I always see discussions on this topic online immediately start discussing how the content of social media is the driver of the mental health issues (comparison to others, everyone projecting their best selves etc).

My own experiences with social media and phone addiction leads me to believe its not JUST the content, but also (equally, perhaps moreso) the fact that teenagers AND adults with social media and phone addiction are just spending so much of their time absorbed into a screen scrolling and getting quick dopamine hits for hours and hours.

When that is your default that you revert to to distract yourself at almost any point of discomfort, slight boredom, lapse in focus, anxiety or feelings of sadness, all it does is just dampen those feelings momentarily. You live in almost a fugue state where those things just fester as you avoid them instead of learning to cope with them or respond to them in an agentic or healthy manner.

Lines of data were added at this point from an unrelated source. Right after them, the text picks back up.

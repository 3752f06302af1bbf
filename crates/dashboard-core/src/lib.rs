//! Dashboard Core
//!
//! Framework-free state for the admin dashboard:
//! - models: records read from the demo API or created locally
//! - collection / edit / query: the list engine behind the Users and Projects pages
//! - session / route: the login flag and the guard in front of protected pages
//! - overview: counts and chart projections for the dashboard home

pub mod entity;
pub mod error;
pub mod collection;
pub mod edit;
pub mod query;
pub mod session;
pub mod route;
pub mod overview;
pub mod lifetime;
pub mod models;

pub use entity::Entity;
pub use error::{CreateError, EditError, LoginError, LoginField};
pub use collection::{Collection, IdAllocator};
pub use edit::{EditMode, EditSession, Editable};
pub use query::{filter_and_sort, filter_and_sort_by, locale_compare, sort_records_by, Searchable, SortKey, SortOrder, SortState};
pub use session::{Credentials, FlagStorage, MemoryStorage, SessionFlag, DEFAULT_SESSION_KEY};
pub use route::{guard, landing_target, Guarded, Route};
pub use overview::{completion_rate, format_rate, ChartLimits, Overview, OverviewStats, UserActivity, UserPosts};
pub use lifetime::ViewLifetime;
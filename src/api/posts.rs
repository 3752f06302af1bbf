//! Post Endpoints

use dashboard_core::models::Post;

use super::get_json;
use crate::config::AppConfig;

pub async fn list_posts(config: &AppConfig) -> Result<Vec<Post>, String> {
    get_json(&config.endpoint("posts")).await
}
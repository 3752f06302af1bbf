//! Delete Confirm Dialog Component
//!
//! Reusable confirmation dialog shown while a delete is pending.

use leptos::prelude::*;

/// Delete confirmation dialog
///
/// Nothing is removed until `on_confirm` runs; cancelling or clicking the
/// backdrop runs `on_cancel`.
///
/// # Arguments
/// * `subject` - Name of the record being deleted, `None` hides the dialog
/// * `on_confirm` - Callback to execute when user confirms deletion
/// * `on_cancel` - Callback to execute when user backs out
#[component]
pub fn DeleteConfirmDialog(
    #[prop(into)] subject: Signal<Option<String>>,
    #[prop(into)] on_confirm: Callback<()>,
    #[prop(into)] on_cancel: Callback<()>,
) -> impl IntoView {
    view! {
        <Show when=move || subject.with(Option::is_some)>
            <div class="modal-backdrop" on:click=move |_| on_cancel.run(())>
                <div class="modal delete-dialog" on:click=|ev| ev.stop_propagation()>
                    <h3>"Are you sure?"</h3>
                    <p>
                        "This will permanently delete "
                        <strong>{move || subject.get().unwrap_or_default()}</strong>
                        ". This action cannot be undone."
                    </p>
                    <div class="modal-actions">
                        <button class="btn" on:click=move |_| on_cancel.run(())>
                            "Cancel"
                        </button>
                        <button class="btn btn-danger" on:click=move |_| on_confirm.run(())>
                            "Delete"
                        </button>
                    </div>
                </div>
            </div>
        </Show>
    }
}
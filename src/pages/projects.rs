//! Projects Page
//!
//! Locally created projects with inline edit, drawer edit and confirmed
//! delete. Nothing is fetched or persisted.

use leptos::prelude::*;
use reactive_stores::Store;

use dashboard_core::models::{Project, ProjectDraft, ProjectStatus};

use crate::components::{DeleteConfirmDialog, ProjectCreateDialog, ProjectDrawer, StatusBadge, StatusSelect};
use crate::store::{log_rejected, store_mutate, ProjectsPageState, ProjectsPageStateStoreFields};

/// "1 project total", "3 projects total"
pub fn count_label(count: usize) -> String {
    let noun = if count == 1 { "project" } else { "projects" };
    format!("{} {} total", count, noun)
}

#[component]
pub fn ProjectsPage() -> impl IntoView {
    let store = Store::new(ProjectsPageState::default());
    let projects = move || store.projects().read().as_slice().to_vec();
    let count = move || store.projects().read().len();

    view! {
        <section class="page">
            <header class="page-header with-action">
                <div>
                    <h1>"Projects Management"</h1>
                    <p class="muted">"Create and manage your projects efficiently"</p>
                </div>
                <button class="btn btn-primary" on:click=move |_| store.create_open().set(true)>
                    "+ Create Project"
                </button>
            </header>

            <div class="card table-card">
                <div class="card-header">
                    <h2>"Projects List"</h2>
                    <p class="muted">{move || count_label(count())}</p>
                </div>
                <Show
                    when=move || { count() > 0 }
                    fallback=|| view! {
                        <div class="empty-state">
                            <p>"No projects yet"</p>
                            <p class="muted">"Create your first project using the button above"</p>
                        </div>
                    }
                >
                    <table>
                        <thead>
                            <tr>
                                <th>"Name"</th>
                                <th>"Description"</th>
                                <th>"Status"</th>
                                <th class="actions">"Actions"</th>
                            </tr>
                        </thead>
                        <tbody>
                            <For
                                each=projects
                                key=|p| (p.id, p.name.clone(), p.description.clone(), p.status)
                                children=move |project| view! { <ProjectRow project=project store=store /> }
                            />
                        </tbody>
                    </table>
                </Show>
            </div>

            <ProjectCreateDialog store=store />
            <ProjectDrawer store=store />
            <DeleteConfirmDialog
                subject=Signal::derive(move || -> Option<String> {
                    let id = store.edit().read().pending_delete()?;
                    store.projects().read().get(id).map(|project| project.name.clone())
                })
                on_confirm=Callback::new(move |_: ()| {
                    log_rejected("delete project", store_mutate(store, |s| s.confirm_delete()));
                })
                on_cancel=Callback::new(move |_: ()| store.edit().write().cancel())
            />
        </section>
    }
}

#[component]
fn ProjectRow(project: Project, store: Store<ProjectsPageState>) -> impl IntoView {
    let id = project.id;
    let editing = move || store.edit().read().inline_id() == Some(id);
    let draft_text = move |get: fn(&ProjectDraft) -> String| {
        move || store.edit().read().draft().map(get).unwrap_or_default()
    };

    let start_inline = move |_| log_rejected("quick edit", store_mutate(store, |s| s.start_inline(id)));
    let open_drawer = move |_| log_rejected("edit", store_mutate(store, |s| s.open_drawer(id)));
    let request_delete = move |_| log_rejected("delete", store.edit().write().request_delete(id));
    let save = move |_| log_rejected("save project", store_mutate(store, |s| s.commit_edit()));
    let cancel = move |_| store.edit().write().cancel();

    let name = project.name.clone();
    let description = project.description_or_placeholder().to_string();
    let has_description = !project.description.is_empty();
    let status = project.status;

    view! {
        <tr>
            <td class="strong">
                <Show when=editing fallback=move || view! { <span>{name.clone()}</span> }>
                    <input
                        type="text"
                        prop:value=draft_text(|d| d.name.clone())
                        on:input=move |ev| {
                            let value = event_target_value(&ev);
                            store.edit().write().update_draft(|d| d.name = value);
                        }
                    />
                </Show>
            </td>
            <td>
                <Show
                    when=editing
                    fallback=move || view! {
                        <span class:muted=!has_description>{description.clone()}</span>
                    }
                >
                    <textarea
                        rows=2
                        prop:value=draft_text(|d| d.description.clone())
                        on:input=move |ev| {
                            let value = event_target_value(&ev);
                            store.edit().write().update_draft(|d| d.description = value);
                        }
                    />
                </Show>
            </td>
            <td>
                <Show when=editing fallback=move || view! { <StatusBadge status=status /> }>
                    <StatusSelect
                        value=Signal::derive(move || {
                            store.edit().read().draft().map(|d| d.status).unwrap_or(status)
                        })
                        on_change=Callback::new(move |next: ProjectStatus| {
                            store.edit().write().update_draft(|d| d.status = next);
                        })
                    />
                </Show>
            </td>
            <td class="actions">
                <Show
                    when=editing
                    fallback=move || view! {
                        <button class="btn btn-sm" title="Inline Edit" on:click=start_inline>"Quick Edit"</button>
                        <button class="btn btn-sm" title="Edit in Drawer" on:click=open_drawer>"Edit"</button>
                        <button class="btn btn-sm btn-danger" on:click=request_delete>"Delete"</button>
                    }
                >
                    <button class="btn btn-sm btn-primary" on:click=save>"Save"</button>
                    <button class="btn btn-sm" on:click=cancel>"Cancel"</button>
                </Show>
            </td>
        </tr>
    }
}

#[cfg(test)]
mod tests {
    use super::*;

    #[test]
    fn test_count_label_pluralizes() {
        assert_eq!(count_label(0), "0 projects total");
        assert_eq!(count_label(1), "1 project total");
        assert_eq!(count_label(2), "2 projects total");
    }
}
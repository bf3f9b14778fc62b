use axum::{
    extract::{Extension, State},
    http::{HeaderMap, StatusCode},
};

use crate::error::{AppError, Result};
use crate::extractors::{Json, Path};
use crate::middleware::ApplicationContext;
use crate::models::{Application, CreateApplication, CreatedApplication, UpdateApplication};
use crate::state::AppState;

/// A token only grants access to its own application record.
fn ensure_self(app: &ApplicationContext, id: &str) -> Result<()> {
    if app.application_id != id {
        return Err(AppError::NotFound("Application not found".into()));
    }
    Ok(())
}

pub async fn create_application(
    State(state): State<AppState>,
    headers: HeaderMap,
    Json(input): Json<CreateApplication>,
) -> Result<(StatusCode, Json<CreatedApplication>)> {
    let ctx = state.ctx(&headers);
    let created = state.applications.create(&ctx, input).await?;
    Ok((StatusCode::CREATED, Json(created)))
}

pub async fn list_applications(
    State(state): State<AppState>,
    Extension(app): Extension<ApplicationContext>,
    headers: HeaderMap,
) -> Result<Json<Vec<Application>>> {
    let ctx = state.ctx(&headers);
    let application = state.applications.get(&ctx, &app.application_id).await?;
    Ok(Json(vec![application]))
}

pub async fn get_application(
    State(state): State<AppState>,
    Extension(app): Extension<ApplicationContext>,
    headers: HeaderMap,
    Path(id): Path<String>,
) -> Result<Json<Application>> {
    ensure_self(&app, &id)?;
    let ctx = state.ctx(&headers);
    Ok(Json(state.applications.get(&ctx, &id).await?))
}

pub async fn update_application(
    State(state): State<AppState>,
    Extension(app): Extension<ApplicationContext>,
    headers: HeaderMap,
    Path(id): Path<String>,
    Json(input): Json<UpdateApplication>,
) -> Result<Json<Application>> {
    ensure_self(&app, &id)?;
    let ctx = state.ctx(&headers);
    Ok(Json(state.applications.update(&ctx, &id, input).await?))
}

pub async fn delete_application(
    State(state): State<AppState>,
    Extension(app): Extension<ApplicationContext>,
    headers: HeaderMap,
    Path(id): Path<String>,
) -> Result<StatusCode> {
    ensure_self(&app, &id)?;
    let ctx = state.ctx(&headers);
    state.applications.delete(&ctx, &id).await?;
    Ok(StatusCode::NO_CONTENT)
}
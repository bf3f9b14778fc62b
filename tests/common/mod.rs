//! Test utilities and fixtures for license manager integration tests

#![allow(dead_code)]

use std::sync::Arc;
use std::sync::atomic::{AtomicBool, AtomicUsize, Ordering};
use std::time::Duration;

use async_trait::async_trait;
use axum::body::Body;
use axum::http::{Request, Response};
use serde_json::Value;
use tempfile::TempDir;

pub use license_manager::context::RequestContext;
pub use license_manager::db::{DbPool, create_pool, init_db};
pub use license_manager::error::AppError;
pub use license_manager::handlers;
pub use license_manager::jwt::TokenIssuer;
pub use license_manager::lifecycle::LicenseEngine;
pub use license_manager::models::*;
pub use license_manager::repository::*;
pub use license_manager::state::AppState;

pub const TEST_JWT_SECRET: &[u8] = b"test-secret-test-secret-test-secret!";

/// A SQLite database in a temp directory. Dropping it removes the file.
pub struct TestDb {
    pub dir: TempDir,
    pub pool: DbPool,
    pub store: Arc<SqliteStore>,
}

pub fn setup_test_db() -> TestDb {
    let dir = tempfile::tempdir().expect("Failed to create temp dir");
    let path = dir.path().join("test.db");
    let pool = create_pool(path.to_str().expect("utf-8 path")).expect("Failed to create pool");
    {
        let conn = pool.get().expect("Failed to get connection");
        init_db(&conn).expect("Failed to initialize schema");
    }
    let store = Arc::new(SqliteStore::new(pool.clone()));
    TestDb { dir, pool, store }
}

pub fn test_token_issuer() -> TokenIssuer {
    TokenIssuer::new(TEST_JWT_SECRET, 1).expect("valid test secret")
}

pub fn create_test_state(store: Arc<dyn Store>) -> AppState {
    AppState::new(store, test_token_issuer(), Duration::from_secs(5))
}

pub fn ctx() -> RequestContext {
    RequestContext::new()
}

pub fn json_map(value: Value) -> JsonMap {
    value.as_object().cloned().expect("expected a JSON object")
}

// ============ Fixtures ============

pub async fn create_test_application(state: &AppState, name: &str) -> CreatedApplication {
    state
        .applications
        .create(
            &ctx(),
            CreateApplication {
                name: name.to_string(),
                description: String::new(),
                version: "1.0".to_string(),
            },
        )
        .await
        .expect("Failed to create test application")
}

pub async fn create_test_license_type(
    state: &AppState,
    application_id: &str,
    duration_days: i32,
    features: Value,
) -> LicenseType {
    state
        .license_types
        .create(
            &ctx(),
            application_id,
            CreateLicenseType {
                name: "Pro".to_string(),
                description: String::new(),
                duration_days,
                price: 10.0,
                features: json_map(features),
                is_active: true,
            },
        )
        .await
        .expect("Failed to create test license type")
}

pub async fn create_test_client(state: &AppState, application_id: &str, email: &str) -> Client {
    state
        .clients
        .create(
            &ctx(),
            application_id,
            CreateClient {
                name: "Test Client".to_string(),
                email: email.to_string(),
                company: None,
                contact_person: None,
                phone: None,
                metadata: None,
            },
        )
        .await
        .expect("Failed to create test client")
}

/// Application, 30-day type with `features`, one client, one license.
pub struct Fixture {
    pub app: CreatedApplication,
    pub license_type: LicenseType,
    pub client: Client,
    pub license: License,
}

pub async fn create_fixture(state: &AppState, features: Value) -> Fixture {
    let app = create_test_application(state, "Test App").await;
    let license_type = create_test_license_type(state, &app.application.id, 30, features).await;
    let client = create_test_client(state, &app.application.id, "client@example.com").await;
    let license = state
        .engine
        .create(
            &ctx(),
            &app.application.id,
            CreateLicense {
                license_type_id: license_type.id.clone(),
                client_id: client.id.clone(),
                usage_limits: None,
            },
        )
        .await
        .expect("Failed to create test license");
    Fixture {
        app,
        license_type,
        client,
        license,
    }
}

// ============ HTTP helpers ============

pub fn json_request(method: &str, uri: &str, token: Option<&str>, body: Option<Value>) -> Request<Body> {
    let mut builder = Request::builder().method(method).uri(uri);
    if let Some(token) = token {
        builder = builder.header("Authorization", format!("Bearer {}", token));
    }
    match body {
        Some(body) => builder
            .header("Content-Type", "application/json")
            .body(Body::from(body.to_string()))
            .unwrap(),
        None => builder.body(Body::empty()).unwrap(),
    }
}

pub async fn body_json(response: Response<Body>) -> Value {
    let body = axum::body::to_bytes(response.into_body(), usize::MAX)
        .await
        .unwrap();
    if body.is_empty() {
        return Value::Null;
    }
    serde_json::from_slice(&body).expect("Response should be valid JSON")
}

// ============ Fault injection ============

/// Wraps a real store and fails selected operations on demand.
pub struct FaultyStore {
    pub inner: SqliteStore,
    pub fail_activities: AtomicBool,
    pub fail_record_check: AtomicBool,
    pub fail_revocation_write: AtomicBool,
    /// Number of upcoming `create_license` calls that report a key collision
    pub key_collisions: AtomicUsize,
}

impl FaultyStore {
    pub fn new(inner: SqliteStore) -> Self {
        Self {
            inner,
            fail_activities: AtomicBool::new(false),
            fail_record_check: AtomicBool::new(false),
            fail_revocation_write: AtomicBool::new(false),
            key_collisions: AtomicUsize::new(0),
        }
    }

    fn injected() -> StoreError {
        StoreError::Task("injected failure".into())
    }
}

#[async_trait]
impl ApplicationRepository for FaultyStore {
    async fn create_application(&self, application: &Application) -> StoreResult<()> {
        self.inner.create_application(application).await
    }
    async fn get_application_by_id(&self, id: &str) -> StoreResult<Application> {
        self.inner.get_application_by_id(id).await
    }
    async fn get_application_by_api_key(&self, api_key: &str) -> StoreResult<Application> {
        self.inner.get_application_by_api_key(api_key).await
    }
    async fn list_applications(&self) -> StoreResult<Vec<Application>> {
        self.inner.list_applications().await
    }
    async fn update_application(&self, application: &Application) -> StoreResult<()> {
        self.inner.update_application(application).await
    }
    async fn delete_application(&self, id: &str) -> StoreResult<()> {
        self.inner.delete_application(id).await
    }
    async fn count_applications(&self) -> StoreResult<i64> {
        self.inner.count_applications().await
    }
}

#[async_trait]
impl LicenseTypeRepository for FaultyStore {
    async fn create_license_type(&self, license_type: &LicenseType) -> StoreResult<()> {
        self.inner.create_license_type(license_type).await
    }
    async fn get_license_type_by_id(&self, id: &str) -> StoreResult<LicenseType> {
        self.inner.get_license_type_by_id(id).await
    }
    async fn list_license_types(&self, application_id: &str) -> StoreResult<Vec<LicenseType>> {
        self.inner.list_license_types(application_id).await
    }
    async fn update_license_type(&self, license_type: &LicenseType) -> StoreResult<()> {
        self.inner.update_license_type(license_type).await
    }
    async fn delete_license_type(&self, id: &str) -> StoreResult<()> {
        self.inner.delete_license_type(id).await
    }
    async fn license_type_in_use(&self, id: &str) -> StoreResult<bool> {
        self.inner.license_type_in_use(id).await
    }
}

#[async_trait]
impl ClientRepository for FaultyStore {
    async fn create_client(&self, client: &Client) -> StoreResult<()> {
        self.inner.create_client(client).await
    }
    async fn get_client_by_id(&self, id: &str) -> StoreResult<Client> {
        self.inner.get_client_by_id(id).await
    }
    async fn list_clients(
        &self,
        application_id: &str,
        filters: &ClientFilters,
    ) -> StoreResult<Vec<Client>> {
        self.inner.list_clients(application_id, filters).await
    }
    async fn update_client(&self, client: &Client) -> StoreResult<()> {
        self.inner.update_client(client).await
    }
    async fn client_email_exists(
        &self,
        application_id: &str,
        email: &str,
        exclude_id: Option<&str>,
    ) -> StoreResult<bool> {
        self.inner
            .client_email_exists(application_id, email, exclude_id)
            .await
    }
}

#[async_trait]
impl LicenseRepository for FaultyStore {
    async fn get_license_by_id(&self, id: &str) -> StoreResult<License> {
        self.inner.get_license_by_id(id).await
    }
    async fn get_license_by_key(&self, license_key: &str) -> StoreResult<License> {
        self.inner.get_license_by_key(license_key).await
    }
    async fn create_license(&self, license: &License) -> StoreResult<()> {
        let pending = self.key_collisions.load(Ordering::SeqCst);
        if pending > 0 {
            self.key_collisions.store(pending - 1, Ordering::SeqCst);
            return Err(StoreError::KeyCollision);
        }
        self.inner.create_license(license).await
    }
    async fn update_license(&self, license: &License) -> StoreResult<()> {
        self.inner.update_license(license).await
    }
    async fn update_usage(&self, id: &str, current_usage: &JsonMap) -> StoreResult<()> {
        self.inner.update_usage(id, current_usage).await
    }
    async fn record_check(&self, id: &str, checked_at: i64) -> StoreResult<()> {
        if self.fail_record_check.load(Ordering::SeqCst) {
            return Err(Self::injected());
        }
        self.inner.record_check(id, checked_at).await
    }
    async fn revoke_license(
        &self,
        id: &str,
        reason: &str,
        activity: &LicenseActivity,
    ) -> StoreResult<()> {
        if self.fail_revocation_write.load(Ordering::SeqCst) {
            return Err(Self::injected());
        }
        self.inner.revoke_license(id, reason, activity).await
    }
    async fn create_activity(&self, activity: &LicenseActivity) -> StoreResult<()> {
        if self.fail_activities.load(Ordering::SeqCst) {
            return Err(Self::injected());
        }
        self.inner.create_activity(activity).await
    }
    async fn list_activities_by_license(
        &self,
        license_id: &str,
    ) -> StoreResult<Vec<LicenseActivity>> {
        self.inner.list_activities_by_license(license_id).await
    }
    async fn list_licenses(&self, filters: &LicenseFilters) -> StoreResult<Vec<License>> {
        self.inner.list_licenses(filters).await
    }
    async fn has_active_licenses_for_client(&self, client_id: &str) -> StoreResult<bool> {
        self.inner.has_active_licenses_for_client(client_id).await
    }
}
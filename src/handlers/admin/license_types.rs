use axum::{
    extract::{Extension, State},
    http::{HeaderMap, StatusCode},
};

use crate::error::Result;
use crate::extractors::{Json, Path};
use crate::middleware::ApplicationContext;
use crate::models::{CreateLicenseType, LicenseType, UpdateLicenseType};
use crate::state::AppState;

pub async fn create_license_type(
    State(state): State<AppState>,
    Extension(app): Extension<ApplicationContext>,
    headers: HeaderMap,
    Json(input): Json<CreateLicenseType>,
) -> Result<(StatusCode, Json<LicenseType>)> {
    let ctx = state.ctx(&headers);
    let license_type = state
        .license_types
        .create(&ctx, &app.application_id, input)
        .await?;
    Ok((StatusCode::CREATED, Json(license_type)))
}

pub async fn list_license_types(
    State(state): State<AppState>,
    Extension(app): Extension<ApplicationContext>,
    headers: HeaderMap,
) -> Result<Json<Vec<LicenseType>>> {
    let ctx = state.ctx(&headers);
    Ok(Json(state.license_types.list(&ctx, &app.application_id).await?))
}

pub async fn get_license_type(
    State(state): State<AppState>,
    Extension(app): Extension<ApplicationContext>,
    headers: HeaderMap,
    Path(id): Path<String>,
) -> Result<Json<LicenseType>> {
    let ctx = state.ctx(&headers);
    Ok(Json(
        state.license_types.get(&ctx, &app.application_id, &id).await?,
    ))
}

pub async fn update_license_type(
    State(state): State<AppState>,
    Extension(app): Extension<ApplicationContext>,
    headers: HeaderMap,
    Path(id): Path<String>,
    Json(input): Json<UpdateLicenseType>,
) -> Result<Json<LicenseType>> {
    let ctx = state.ctx(&headers);
    Ok(Json(
        state
            .license_types
            .update(&ctx, &app.application_id, &id, input)
            .await?,
    ))
}

pub async fn delete_license_type(
    State(state): State<AppState>,
    Extension(app): Extension<ApplicationContext>,
    headers: HeaderMap,
    Path(id): Path<String>,
) -> Result<StatusCode> {
    let ctx = state.ctx(&headers);
    state
        .license_types
        .delete(&ctx, &app.application_id, &id)
        .await?;
    Ok(StatusCode::NO_CONTENT)
}
use std::env;
use std::time::Duration;

use thiserror::Error;

use crate::jwt::MIN_SECRET_LEN;

#[derive(Error, Debug)]
pub enum ConfigError {
    #[error("{0} must be set")]
    Missing(&'static str),

    #[error("{name} is invalid: {reason}")]
    Invalid { name: &'static str, reason: String },
}

#[derive(Debug, Clone)]
pub struct Config {
    pub host: String,
    pub port: u16,
    pub database_path: String,
    pub jwt_secret: String,
    pub jwt_expiration_hours: u64,
    pub request_timeout: Duration,
    pub dev_mode: bool,
}

/// Parse an optional numeric variable, falling back to `default` when unset.
fn parse_or<T: std::str::FromStr>(
    lookup: &impl Fn(&str) -> Option<String>,
    name: &'static str,
    default: T,
) -> Result<T, ConfigError>
where
    T::Err: std::fmt::Display,
{
    match lookup(name) {
        None => Ok(default),
        Some(raw) => raw.trim().parse().map_err(|e: T::Err| ConfigError::Invalid {
            name,
            reason: e.to_string(),
        }),
    }
}

impl Config {
    /// Load `.env` (if present) and read configuration from the environment.
    pub fn from_env() -> Result<Self, ConfigError> {
        dotenvy::dotenv().ok();
        Self::from_lookup(|name| env::var(name).ok())
    }

    pub fn from_lookup(lookup: impl Fn(&str) -> Option<String>) -> Result<Self, ConfigError> {
        let dev_mode = lookup("LM_ENV")
            .map(|v| v == "dev" || v == "development")
            .unwrap_or(false);

        let jwt_secret = lookup("JWT_SECRET")
            .filter(|s| !s.is_empty())
            .ok_or(ConfigError::Missing("JWT_SECRET"))?;
        if jwt_secret.len() < MIN_SECRET_LEN {
            return Err(ConfigError::Invalid {
                name: "JWT_SECRET",
                reason: format!("must be at least {} bytes", MIN_SECRET_LEN),
            });
        }

        let jwt_expiration_hours = parse_or(&lookup, "JWT_EXPIRATION_HOURS", 24u64)?;
        if jwt_expiration_hours == 0 {
            return Err(ConfigError::Invalid {
                name: "JWT_EXPIRATION_HOURS",
                reason: "must be positive".into(),
            });
        }

        let timeout_secs = parse_or(&lookup, "REQUEST_TIMEOUT_SECS", 30u64)?;

        Ok(Self {
            host: lookup("HOST").unwrap_or_else(|| "127.0.0.1".to_string()),
            port: parse_or(&lookup, "PORT", 3000u16)?,
            database_path: lookup("DATABASE_PATH")
                .unwrap_or_else(|| "license_manager.db".to_string()),
            jwt_secret,
            jwt_expiration_hours,
            request_timeout: Duration::from_secs(timeout_secs),
            dev_mode,
        })
    }

    pub fn addr(&self) -> String {
        format!("{}:{}", self.host, self.port)
    }
}

#[cfg(test)]
mod tests {
    use super::*;
    use std::collections::HashMap;

    const SECRET: &str = "0123456789abcdef0123456789abcdef";

    fn load(vars: &[(&str, &str)]) -> Result<Config, ConfigError> {
        let vars: HashMap<String, String> = vars
            .iter()
            .map(|(k, v)| (k.to_string(), v.to_string()))
            .collect();
        Config::from_lookup(|name| vars.get(name).cloned())
    }

    #[test]
    fn test_defaults() {
        let config = load(&[("JWT_SECRET", SECRET)]).unwrap();
        assert_eq!(config.addr(), "127.0.0.1:3000");
        assert_eq!(config.database_path, "license_manager.db");
        assert_eq!(config.jwt_expiration_hours, 24);
        assert_eq!(config.request_timeout, Duration::from_secs(30));
        assert!(!config.dev_mode);
    }

    #[test]
    fn test_missing_secret_is_an_error() {
        assert!(matches!(load(&[]), Err(ConfigError::Missing("JWT_SECRET"))));
        assert!(matches!(
            load(&[("JWT_SECRET", "short")]),
            Err(ConfigError::Invalid { name: "JWT_SECRET", .. })
        ));
    }

    #[test]
    fn test_overrides() {
        let config = load(&[
            ("JWT_SECRET", SECRET),
            ("HOST", "0.0.0.0"),
            ("PORT", "8080"),
            ("LM_ENV", "dev"),
            ("JWT_EXPIRATION_HOURS", "2"),
            ("REQUEST_TIMEOUT_SECS", "5"),
        ])
        .unwrap();
        assert_eq!(config.addr(), "0.0.0.0:8080");
        assert!(config.dev_mode);
        assert_eq!(config.jwt_expiration_hours, 2);
        assert_eq!(config.request_timeout, Duration::from_secs(5));
    }

    #[test]
    fn test_bad_port() {
        assert!(matches!(
            load(&[("JWT_SECRET", SECRET), ("PORT", "http")]),
            Err(ConfigError::Invalid { name: "PORT", .. })
        ));
    }
}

Working to cut out social media, reddit, youtube etc on my phone, leave my phone by our front door while at home, never have my phone in bed, and spend time writing/journaling my thoughts and actually engaging with my feelings of anxiety or depression or stress instead of avoiding them has been by far the most significant improvement on my mental health compared to many other things I've worked out.

This is definitely anecdotal, and its definitely my experience, but after the time i've spent working on these things and with what I see in the teenagers, young people, and friends in my life I feel very strongly about it.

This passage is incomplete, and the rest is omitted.